Material shown START
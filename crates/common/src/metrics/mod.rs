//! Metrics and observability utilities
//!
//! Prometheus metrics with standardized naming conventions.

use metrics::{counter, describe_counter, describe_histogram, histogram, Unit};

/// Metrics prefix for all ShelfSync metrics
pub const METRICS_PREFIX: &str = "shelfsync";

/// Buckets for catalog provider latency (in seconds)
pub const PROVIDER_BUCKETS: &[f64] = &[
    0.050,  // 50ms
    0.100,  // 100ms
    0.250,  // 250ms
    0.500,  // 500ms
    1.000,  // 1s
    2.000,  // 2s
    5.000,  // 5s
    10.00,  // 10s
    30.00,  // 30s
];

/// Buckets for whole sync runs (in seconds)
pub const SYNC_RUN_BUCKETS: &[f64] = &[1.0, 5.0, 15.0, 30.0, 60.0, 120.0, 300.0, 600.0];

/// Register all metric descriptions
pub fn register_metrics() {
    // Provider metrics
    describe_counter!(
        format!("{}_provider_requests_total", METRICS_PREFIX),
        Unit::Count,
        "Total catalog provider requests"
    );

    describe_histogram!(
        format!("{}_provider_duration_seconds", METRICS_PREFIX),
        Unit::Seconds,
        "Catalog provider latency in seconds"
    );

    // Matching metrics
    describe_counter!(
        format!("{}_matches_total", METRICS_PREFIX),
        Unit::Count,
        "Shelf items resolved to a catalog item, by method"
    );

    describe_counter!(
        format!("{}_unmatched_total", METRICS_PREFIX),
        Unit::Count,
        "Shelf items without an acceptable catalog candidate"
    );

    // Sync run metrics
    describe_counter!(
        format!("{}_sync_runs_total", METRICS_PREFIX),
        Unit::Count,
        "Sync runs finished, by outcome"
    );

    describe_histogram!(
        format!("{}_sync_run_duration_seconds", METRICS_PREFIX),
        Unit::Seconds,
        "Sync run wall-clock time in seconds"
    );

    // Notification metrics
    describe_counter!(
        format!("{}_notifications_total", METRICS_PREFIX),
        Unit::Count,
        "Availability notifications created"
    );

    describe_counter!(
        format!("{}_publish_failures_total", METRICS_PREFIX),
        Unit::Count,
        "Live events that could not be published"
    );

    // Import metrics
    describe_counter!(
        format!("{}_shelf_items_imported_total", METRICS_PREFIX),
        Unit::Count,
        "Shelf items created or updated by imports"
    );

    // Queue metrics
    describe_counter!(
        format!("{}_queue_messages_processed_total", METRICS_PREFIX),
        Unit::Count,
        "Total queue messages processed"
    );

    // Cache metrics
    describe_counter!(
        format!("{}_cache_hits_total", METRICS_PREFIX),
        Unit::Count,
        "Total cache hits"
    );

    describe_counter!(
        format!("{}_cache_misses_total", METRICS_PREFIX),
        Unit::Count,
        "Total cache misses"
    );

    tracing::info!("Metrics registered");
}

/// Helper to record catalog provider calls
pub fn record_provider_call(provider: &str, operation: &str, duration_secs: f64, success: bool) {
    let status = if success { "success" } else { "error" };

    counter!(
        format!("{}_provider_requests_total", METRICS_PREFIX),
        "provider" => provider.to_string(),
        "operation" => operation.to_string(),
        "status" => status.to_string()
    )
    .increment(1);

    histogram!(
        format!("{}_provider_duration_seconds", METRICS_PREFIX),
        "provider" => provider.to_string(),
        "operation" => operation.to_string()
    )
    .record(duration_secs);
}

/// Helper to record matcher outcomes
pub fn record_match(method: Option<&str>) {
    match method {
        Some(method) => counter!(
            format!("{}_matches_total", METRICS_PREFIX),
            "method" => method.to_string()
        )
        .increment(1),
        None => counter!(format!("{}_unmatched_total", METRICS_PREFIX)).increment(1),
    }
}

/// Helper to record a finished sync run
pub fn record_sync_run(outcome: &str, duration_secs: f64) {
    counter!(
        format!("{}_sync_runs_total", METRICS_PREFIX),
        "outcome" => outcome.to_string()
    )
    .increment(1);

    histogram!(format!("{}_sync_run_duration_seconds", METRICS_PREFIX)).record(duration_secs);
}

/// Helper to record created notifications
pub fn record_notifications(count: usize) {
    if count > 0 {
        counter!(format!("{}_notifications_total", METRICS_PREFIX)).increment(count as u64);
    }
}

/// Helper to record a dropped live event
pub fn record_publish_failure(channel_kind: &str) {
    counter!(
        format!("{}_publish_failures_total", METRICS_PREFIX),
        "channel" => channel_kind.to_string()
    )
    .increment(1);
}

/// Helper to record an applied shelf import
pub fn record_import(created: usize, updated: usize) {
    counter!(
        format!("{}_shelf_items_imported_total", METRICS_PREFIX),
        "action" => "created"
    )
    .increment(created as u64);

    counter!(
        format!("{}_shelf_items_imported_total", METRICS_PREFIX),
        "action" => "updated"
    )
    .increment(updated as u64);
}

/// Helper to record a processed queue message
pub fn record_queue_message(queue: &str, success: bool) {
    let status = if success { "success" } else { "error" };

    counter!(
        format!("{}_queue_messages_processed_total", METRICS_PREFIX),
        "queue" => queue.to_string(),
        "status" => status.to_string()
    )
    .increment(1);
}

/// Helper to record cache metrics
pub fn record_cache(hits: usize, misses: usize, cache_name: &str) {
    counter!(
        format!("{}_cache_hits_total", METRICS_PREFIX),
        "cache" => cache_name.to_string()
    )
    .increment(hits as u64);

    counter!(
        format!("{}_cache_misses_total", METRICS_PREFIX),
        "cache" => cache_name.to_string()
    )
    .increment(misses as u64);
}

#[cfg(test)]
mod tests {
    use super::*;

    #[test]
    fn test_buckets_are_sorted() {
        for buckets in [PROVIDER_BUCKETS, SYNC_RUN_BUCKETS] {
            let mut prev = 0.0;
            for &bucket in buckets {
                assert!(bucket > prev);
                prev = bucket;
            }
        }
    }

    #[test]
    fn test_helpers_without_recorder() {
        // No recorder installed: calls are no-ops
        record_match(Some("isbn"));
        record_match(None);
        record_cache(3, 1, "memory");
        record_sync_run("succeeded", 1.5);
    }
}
Material shown END
Material shown START
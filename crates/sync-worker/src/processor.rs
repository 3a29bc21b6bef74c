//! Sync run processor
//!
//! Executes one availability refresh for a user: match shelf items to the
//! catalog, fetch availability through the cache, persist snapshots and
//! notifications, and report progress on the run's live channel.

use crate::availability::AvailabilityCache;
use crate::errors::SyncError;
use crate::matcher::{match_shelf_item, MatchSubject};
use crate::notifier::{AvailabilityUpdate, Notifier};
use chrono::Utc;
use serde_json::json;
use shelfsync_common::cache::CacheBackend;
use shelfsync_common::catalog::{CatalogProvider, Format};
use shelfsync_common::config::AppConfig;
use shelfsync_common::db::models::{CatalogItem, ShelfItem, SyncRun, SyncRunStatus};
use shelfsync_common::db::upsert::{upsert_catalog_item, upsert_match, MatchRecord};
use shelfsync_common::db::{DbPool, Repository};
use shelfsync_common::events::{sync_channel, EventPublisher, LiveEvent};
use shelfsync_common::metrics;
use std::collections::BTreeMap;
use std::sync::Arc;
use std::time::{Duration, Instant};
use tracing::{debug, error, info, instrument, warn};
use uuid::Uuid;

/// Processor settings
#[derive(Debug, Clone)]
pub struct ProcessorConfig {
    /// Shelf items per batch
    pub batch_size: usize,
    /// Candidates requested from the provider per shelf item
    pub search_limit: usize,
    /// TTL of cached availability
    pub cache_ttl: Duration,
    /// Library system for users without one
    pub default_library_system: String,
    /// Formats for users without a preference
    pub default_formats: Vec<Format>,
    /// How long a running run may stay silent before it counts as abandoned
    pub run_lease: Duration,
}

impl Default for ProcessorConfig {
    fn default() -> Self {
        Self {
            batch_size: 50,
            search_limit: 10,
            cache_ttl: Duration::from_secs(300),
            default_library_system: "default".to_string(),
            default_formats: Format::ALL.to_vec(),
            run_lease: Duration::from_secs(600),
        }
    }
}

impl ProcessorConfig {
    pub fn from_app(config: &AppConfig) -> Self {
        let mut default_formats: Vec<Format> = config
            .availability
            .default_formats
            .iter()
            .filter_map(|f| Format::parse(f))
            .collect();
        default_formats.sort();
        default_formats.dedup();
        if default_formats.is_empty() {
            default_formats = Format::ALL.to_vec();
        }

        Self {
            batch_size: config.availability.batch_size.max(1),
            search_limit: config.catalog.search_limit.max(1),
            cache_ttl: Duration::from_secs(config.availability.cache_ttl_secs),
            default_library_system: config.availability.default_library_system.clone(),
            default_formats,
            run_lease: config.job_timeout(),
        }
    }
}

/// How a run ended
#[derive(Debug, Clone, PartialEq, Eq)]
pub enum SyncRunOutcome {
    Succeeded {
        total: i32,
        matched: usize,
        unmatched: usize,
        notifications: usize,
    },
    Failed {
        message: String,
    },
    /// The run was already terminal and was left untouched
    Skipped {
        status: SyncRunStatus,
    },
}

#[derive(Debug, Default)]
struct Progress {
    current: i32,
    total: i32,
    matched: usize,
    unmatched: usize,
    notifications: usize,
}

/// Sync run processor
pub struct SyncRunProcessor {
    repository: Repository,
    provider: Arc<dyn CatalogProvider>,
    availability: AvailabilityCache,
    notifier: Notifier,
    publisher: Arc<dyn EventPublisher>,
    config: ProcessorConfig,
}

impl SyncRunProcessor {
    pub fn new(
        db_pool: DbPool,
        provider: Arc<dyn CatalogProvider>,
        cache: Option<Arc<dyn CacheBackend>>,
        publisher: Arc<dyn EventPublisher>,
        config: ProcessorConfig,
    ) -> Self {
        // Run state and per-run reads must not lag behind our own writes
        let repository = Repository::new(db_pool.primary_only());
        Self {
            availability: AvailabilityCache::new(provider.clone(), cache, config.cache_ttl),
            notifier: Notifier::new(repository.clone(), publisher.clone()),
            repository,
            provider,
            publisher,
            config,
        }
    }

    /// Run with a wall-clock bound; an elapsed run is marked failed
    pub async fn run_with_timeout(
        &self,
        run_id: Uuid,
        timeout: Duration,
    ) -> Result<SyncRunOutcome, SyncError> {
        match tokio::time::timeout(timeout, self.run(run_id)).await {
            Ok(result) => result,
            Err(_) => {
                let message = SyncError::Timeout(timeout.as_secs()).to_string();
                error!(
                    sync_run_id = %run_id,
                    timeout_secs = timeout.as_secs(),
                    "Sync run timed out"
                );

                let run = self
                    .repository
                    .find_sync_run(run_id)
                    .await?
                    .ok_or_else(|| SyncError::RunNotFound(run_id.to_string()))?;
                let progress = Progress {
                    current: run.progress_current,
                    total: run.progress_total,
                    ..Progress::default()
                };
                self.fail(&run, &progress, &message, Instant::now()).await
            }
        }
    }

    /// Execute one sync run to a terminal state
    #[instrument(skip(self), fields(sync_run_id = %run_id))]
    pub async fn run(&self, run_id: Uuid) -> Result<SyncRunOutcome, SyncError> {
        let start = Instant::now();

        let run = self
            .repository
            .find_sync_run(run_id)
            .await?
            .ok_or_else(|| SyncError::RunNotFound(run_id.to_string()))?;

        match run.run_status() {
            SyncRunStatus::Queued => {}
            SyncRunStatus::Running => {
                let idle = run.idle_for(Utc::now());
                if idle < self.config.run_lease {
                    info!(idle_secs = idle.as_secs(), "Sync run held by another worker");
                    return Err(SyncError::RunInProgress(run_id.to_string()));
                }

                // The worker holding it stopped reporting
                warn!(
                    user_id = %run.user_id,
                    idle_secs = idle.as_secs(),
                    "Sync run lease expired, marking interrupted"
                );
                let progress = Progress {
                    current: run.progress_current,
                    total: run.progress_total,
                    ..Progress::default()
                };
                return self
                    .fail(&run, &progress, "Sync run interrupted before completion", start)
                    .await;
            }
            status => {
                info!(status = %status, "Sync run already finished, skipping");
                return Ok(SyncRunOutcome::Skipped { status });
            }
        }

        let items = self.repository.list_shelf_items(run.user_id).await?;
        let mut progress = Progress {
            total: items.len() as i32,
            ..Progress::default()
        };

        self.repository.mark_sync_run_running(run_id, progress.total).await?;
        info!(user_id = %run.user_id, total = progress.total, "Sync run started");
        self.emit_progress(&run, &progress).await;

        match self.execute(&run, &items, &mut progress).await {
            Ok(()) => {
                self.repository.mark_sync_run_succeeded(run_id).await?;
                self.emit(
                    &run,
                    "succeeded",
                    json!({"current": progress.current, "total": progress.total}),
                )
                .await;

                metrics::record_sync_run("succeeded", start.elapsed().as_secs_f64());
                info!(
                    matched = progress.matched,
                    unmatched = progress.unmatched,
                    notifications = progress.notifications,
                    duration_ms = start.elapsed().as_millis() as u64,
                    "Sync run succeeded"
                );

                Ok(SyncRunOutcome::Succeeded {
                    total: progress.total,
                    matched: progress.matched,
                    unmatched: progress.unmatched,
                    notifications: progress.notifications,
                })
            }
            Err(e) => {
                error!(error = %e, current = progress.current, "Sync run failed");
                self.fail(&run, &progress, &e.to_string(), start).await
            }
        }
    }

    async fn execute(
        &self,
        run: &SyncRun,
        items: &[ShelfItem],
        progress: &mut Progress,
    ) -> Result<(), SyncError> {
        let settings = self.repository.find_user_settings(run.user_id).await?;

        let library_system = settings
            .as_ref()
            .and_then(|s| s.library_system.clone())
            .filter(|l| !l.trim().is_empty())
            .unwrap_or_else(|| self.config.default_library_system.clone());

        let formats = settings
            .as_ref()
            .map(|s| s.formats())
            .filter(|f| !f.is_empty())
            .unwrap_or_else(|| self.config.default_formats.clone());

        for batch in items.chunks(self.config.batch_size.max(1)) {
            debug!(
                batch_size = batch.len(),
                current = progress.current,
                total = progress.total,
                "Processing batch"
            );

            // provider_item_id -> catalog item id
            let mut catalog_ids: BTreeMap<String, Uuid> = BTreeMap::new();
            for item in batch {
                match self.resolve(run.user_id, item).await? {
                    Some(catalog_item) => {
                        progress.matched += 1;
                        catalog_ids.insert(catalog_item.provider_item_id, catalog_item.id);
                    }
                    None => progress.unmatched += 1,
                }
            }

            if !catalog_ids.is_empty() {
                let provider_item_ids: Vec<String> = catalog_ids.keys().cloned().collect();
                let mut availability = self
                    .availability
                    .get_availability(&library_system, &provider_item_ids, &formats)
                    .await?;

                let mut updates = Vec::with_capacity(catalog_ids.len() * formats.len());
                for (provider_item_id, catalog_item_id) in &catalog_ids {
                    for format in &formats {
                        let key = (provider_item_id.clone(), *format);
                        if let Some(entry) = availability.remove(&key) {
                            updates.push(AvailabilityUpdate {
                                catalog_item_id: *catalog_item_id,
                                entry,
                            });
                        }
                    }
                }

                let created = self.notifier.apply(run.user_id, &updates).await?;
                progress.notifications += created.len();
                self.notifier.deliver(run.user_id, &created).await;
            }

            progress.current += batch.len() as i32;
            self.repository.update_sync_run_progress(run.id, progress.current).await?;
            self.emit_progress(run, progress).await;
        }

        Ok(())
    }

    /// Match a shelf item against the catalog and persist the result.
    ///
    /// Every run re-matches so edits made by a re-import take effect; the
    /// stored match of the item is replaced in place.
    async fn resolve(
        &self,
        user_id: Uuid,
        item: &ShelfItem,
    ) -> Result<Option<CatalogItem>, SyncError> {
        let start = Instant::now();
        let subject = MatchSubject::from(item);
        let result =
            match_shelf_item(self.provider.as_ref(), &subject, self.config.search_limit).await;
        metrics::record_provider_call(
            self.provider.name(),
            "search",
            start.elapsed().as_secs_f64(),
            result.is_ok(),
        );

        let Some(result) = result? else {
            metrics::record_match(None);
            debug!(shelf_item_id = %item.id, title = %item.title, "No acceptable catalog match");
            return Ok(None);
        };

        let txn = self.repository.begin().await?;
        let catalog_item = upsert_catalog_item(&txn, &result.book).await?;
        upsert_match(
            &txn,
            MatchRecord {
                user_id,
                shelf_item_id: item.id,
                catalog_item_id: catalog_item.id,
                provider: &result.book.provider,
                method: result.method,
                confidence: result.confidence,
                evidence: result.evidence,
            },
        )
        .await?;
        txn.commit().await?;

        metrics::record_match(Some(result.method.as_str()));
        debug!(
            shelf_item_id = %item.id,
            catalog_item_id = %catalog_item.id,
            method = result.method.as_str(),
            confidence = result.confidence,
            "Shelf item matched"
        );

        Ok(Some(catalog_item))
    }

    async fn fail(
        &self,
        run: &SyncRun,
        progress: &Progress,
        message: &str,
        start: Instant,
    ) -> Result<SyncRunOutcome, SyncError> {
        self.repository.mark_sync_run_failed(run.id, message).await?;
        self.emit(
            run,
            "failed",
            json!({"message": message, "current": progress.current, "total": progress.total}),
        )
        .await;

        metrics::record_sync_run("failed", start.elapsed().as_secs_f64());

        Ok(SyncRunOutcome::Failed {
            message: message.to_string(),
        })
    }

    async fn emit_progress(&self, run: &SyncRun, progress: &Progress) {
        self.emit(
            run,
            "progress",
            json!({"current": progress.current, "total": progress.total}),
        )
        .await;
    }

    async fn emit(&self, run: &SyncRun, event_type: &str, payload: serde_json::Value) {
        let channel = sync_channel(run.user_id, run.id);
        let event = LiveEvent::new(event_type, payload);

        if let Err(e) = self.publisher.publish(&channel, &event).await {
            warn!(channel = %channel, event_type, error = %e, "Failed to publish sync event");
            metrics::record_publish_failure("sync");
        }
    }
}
Material shown END
What is required: Would you please repeat exactly the lines above, starting at the line with "record created notifications" and stopping at the line with "assert!(bucket > prev);", both included?

Response to this task:
/// Helper to record created notifications
pub fn record_notifications(count: usize) {
    if count > 0 {
        counter!(format!("{}_notifications_total", METRICS_PREFIX)).increment(count as u64);
    }
}

/// Helper to record a dropped live event
pub fn record_publish_failure(channel_kind: &str) {
    counter!(
        format!("{}_publish_failures_total", METRICS_PREFIX),
        "channel" => channel_kind.to_string()
    )
    .increment(1);
}

/// Helper to record an applied shelf import
pub fn record_import(created: usize, updated: usize) {
    counter!(
        format!("{}_shelf_items_imported_total", METRICS_PREFIX),
        "action" => "created"
    )
    .increment(created as u64);

    counter!(
        format!("{}_shelf_items_imported_total", METRICS_PREFIX),
        "action" => "updated"
    )
    .increment(updated as u64);
}

/// Helper to record a processed queue message
pub fn record_queue_message(queue: &str, success: bool) {
    let status = if success { "success" } else { "error" };

    counter!(
        format!("{}_queue_messages_processed_total", METRICS_PREFIX),
        "queue" => queue.to_string(),
        "status" => status.to_string()
    )
    .increment(1);
}

/// Helper to record cache metrics
pub fn record_cache(hits: usize, misses: usize, cache_name: &str) {
    counter!(
        format!("{}_cache_hits_total", METRICS_PREFIX),
        "cache" => cache_name.to_string()
    )
    .increment(hits as u64);

    counter!(
        format!("{}_cache_misses_total", METRICS_PREFIX),
        "cache" => cache_name.to_string()
    )
    .increment(misses as u64);
}

#[cfg(test)]
mod tests {
    use super::*;

    #[test]
    fn test_buckets_are_sorted() {
        for buckets in [PROVIDER_BUCKETS, SYNC_RUN_BUCKETS] {
            let mut prev = 0.0;
            for &bucket in buckets {
                assert!(bucket > prev);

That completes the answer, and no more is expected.